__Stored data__
Start of Block

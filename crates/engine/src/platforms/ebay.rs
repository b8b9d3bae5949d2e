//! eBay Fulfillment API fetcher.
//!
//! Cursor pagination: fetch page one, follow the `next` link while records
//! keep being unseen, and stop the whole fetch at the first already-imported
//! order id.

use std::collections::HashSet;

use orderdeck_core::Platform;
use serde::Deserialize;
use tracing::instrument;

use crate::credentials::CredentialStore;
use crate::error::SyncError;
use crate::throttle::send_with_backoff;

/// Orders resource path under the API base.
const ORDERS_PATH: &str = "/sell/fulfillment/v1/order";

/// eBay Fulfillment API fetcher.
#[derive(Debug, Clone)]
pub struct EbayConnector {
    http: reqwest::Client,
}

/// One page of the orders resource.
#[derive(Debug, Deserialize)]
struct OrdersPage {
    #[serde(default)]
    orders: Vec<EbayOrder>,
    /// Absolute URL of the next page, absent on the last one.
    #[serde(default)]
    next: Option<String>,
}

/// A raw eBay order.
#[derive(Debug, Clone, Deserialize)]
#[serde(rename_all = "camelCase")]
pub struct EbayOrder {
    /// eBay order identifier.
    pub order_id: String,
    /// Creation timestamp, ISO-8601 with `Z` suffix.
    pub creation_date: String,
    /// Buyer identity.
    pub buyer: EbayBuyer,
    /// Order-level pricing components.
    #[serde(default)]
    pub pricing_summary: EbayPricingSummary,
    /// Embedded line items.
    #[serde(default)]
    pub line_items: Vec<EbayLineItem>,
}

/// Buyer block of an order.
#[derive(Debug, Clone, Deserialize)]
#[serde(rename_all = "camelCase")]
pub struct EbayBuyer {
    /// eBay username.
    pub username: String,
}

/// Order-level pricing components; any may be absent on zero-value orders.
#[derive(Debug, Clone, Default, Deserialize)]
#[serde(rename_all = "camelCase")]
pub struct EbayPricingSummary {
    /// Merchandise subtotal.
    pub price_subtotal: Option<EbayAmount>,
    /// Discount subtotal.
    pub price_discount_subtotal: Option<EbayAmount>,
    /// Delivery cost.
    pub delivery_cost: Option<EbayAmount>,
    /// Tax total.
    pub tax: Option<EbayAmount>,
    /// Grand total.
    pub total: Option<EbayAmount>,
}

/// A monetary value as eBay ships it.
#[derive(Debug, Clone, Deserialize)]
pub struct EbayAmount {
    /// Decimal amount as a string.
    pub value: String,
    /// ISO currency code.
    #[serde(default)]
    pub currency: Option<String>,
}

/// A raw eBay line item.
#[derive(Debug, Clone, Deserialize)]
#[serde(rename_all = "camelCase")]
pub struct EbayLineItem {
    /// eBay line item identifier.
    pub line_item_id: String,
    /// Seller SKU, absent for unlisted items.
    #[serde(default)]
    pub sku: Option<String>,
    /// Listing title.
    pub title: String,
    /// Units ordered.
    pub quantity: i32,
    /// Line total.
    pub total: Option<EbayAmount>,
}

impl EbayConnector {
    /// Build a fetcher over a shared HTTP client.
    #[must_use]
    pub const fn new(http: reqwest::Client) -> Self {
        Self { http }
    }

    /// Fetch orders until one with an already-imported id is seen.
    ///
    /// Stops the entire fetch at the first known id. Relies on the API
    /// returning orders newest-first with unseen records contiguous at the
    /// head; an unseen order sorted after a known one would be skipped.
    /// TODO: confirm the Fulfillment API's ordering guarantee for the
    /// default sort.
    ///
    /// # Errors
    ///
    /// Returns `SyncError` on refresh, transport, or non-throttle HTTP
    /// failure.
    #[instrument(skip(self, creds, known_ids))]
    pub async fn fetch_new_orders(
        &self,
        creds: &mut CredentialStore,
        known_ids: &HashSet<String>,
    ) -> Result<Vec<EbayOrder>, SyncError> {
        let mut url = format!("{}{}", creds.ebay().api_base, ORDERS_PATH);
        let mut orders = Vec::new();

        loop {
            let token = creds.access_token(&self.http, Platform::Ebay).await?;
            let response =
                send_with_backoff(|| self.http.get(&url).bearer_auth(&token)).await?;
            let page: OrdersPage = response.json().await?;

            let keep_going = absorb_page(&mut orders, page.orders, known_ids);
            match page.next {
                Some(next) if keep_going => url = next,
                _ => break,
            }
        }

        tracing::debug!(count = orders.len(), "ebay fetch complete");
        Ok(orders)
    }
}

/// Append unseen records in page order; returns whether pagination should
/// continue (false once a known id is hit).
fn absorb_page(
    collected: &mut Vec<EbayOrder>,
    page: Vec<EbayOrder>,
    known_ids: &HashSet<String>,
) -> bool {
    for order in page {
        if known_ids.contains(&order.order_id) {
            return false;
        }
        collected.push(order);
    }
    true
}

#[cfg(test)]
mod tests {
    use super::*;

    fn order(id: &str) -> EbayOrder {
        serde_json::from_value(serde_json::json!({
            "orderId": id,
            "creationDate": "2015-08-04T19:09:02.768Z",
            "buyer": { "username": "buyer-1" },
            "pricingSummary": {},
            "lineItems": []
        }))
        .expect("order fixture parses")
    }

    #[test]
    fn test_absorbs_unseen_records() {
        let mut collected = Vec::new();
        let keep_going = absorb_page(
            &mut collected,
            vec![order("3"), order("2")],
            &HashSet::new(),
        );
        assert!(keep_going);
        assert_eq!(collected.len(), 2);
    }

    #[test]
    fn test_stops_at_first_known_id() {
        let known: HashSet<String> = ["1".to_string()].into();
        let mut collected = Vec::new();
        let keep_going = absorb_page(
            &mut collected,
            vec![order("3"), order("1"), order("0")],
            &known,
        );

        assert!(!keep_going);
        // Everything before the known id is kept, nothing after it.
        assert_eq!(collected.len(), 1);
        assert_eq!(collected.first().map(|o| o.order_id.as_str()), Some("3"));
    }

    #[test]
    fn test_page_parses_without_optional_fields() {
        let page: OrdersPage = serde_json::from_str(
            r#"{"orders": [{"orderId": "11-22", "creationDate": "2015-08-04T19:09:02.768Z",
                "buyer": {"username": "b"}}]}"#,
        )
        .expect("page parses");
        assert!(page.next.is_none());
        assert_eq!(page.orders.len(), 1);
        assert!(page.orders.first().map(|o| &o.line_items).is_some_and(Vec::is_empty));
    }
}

End of Block

Please transcribe exactly the lines above from the line that has "pub struct EbayLineItem" up to and including the line that has "contiguous at the"; no other line belongs in the answer.

pub struct EbayLineItem {
    /// eBay line item identifier.
    pub line_item_id: String,
    /// Seller SKU, absent for unlisted items.
    #[serde(default)]
    pub sku: Option<String>,
    /// Listing title.
    pub title: String,
    /// Units ordered.
    pub quantity: i32,
    /// Line total.
    pub total: Option<EbayAmount>,
}

impl EbayConnector {
    /// Build a fetcher over a shared HTTP client.
    #[must_use]
    pub const fn new(http: reqwest::Client) -> Self {
        Self { http }
    }

    /// Fetch orders until one with an already-imported id is seen.
    ///
    /// Stops the entire fetch at the first known id. Relies on the API
    /// returning orders newest-first with unseen records contiguous at the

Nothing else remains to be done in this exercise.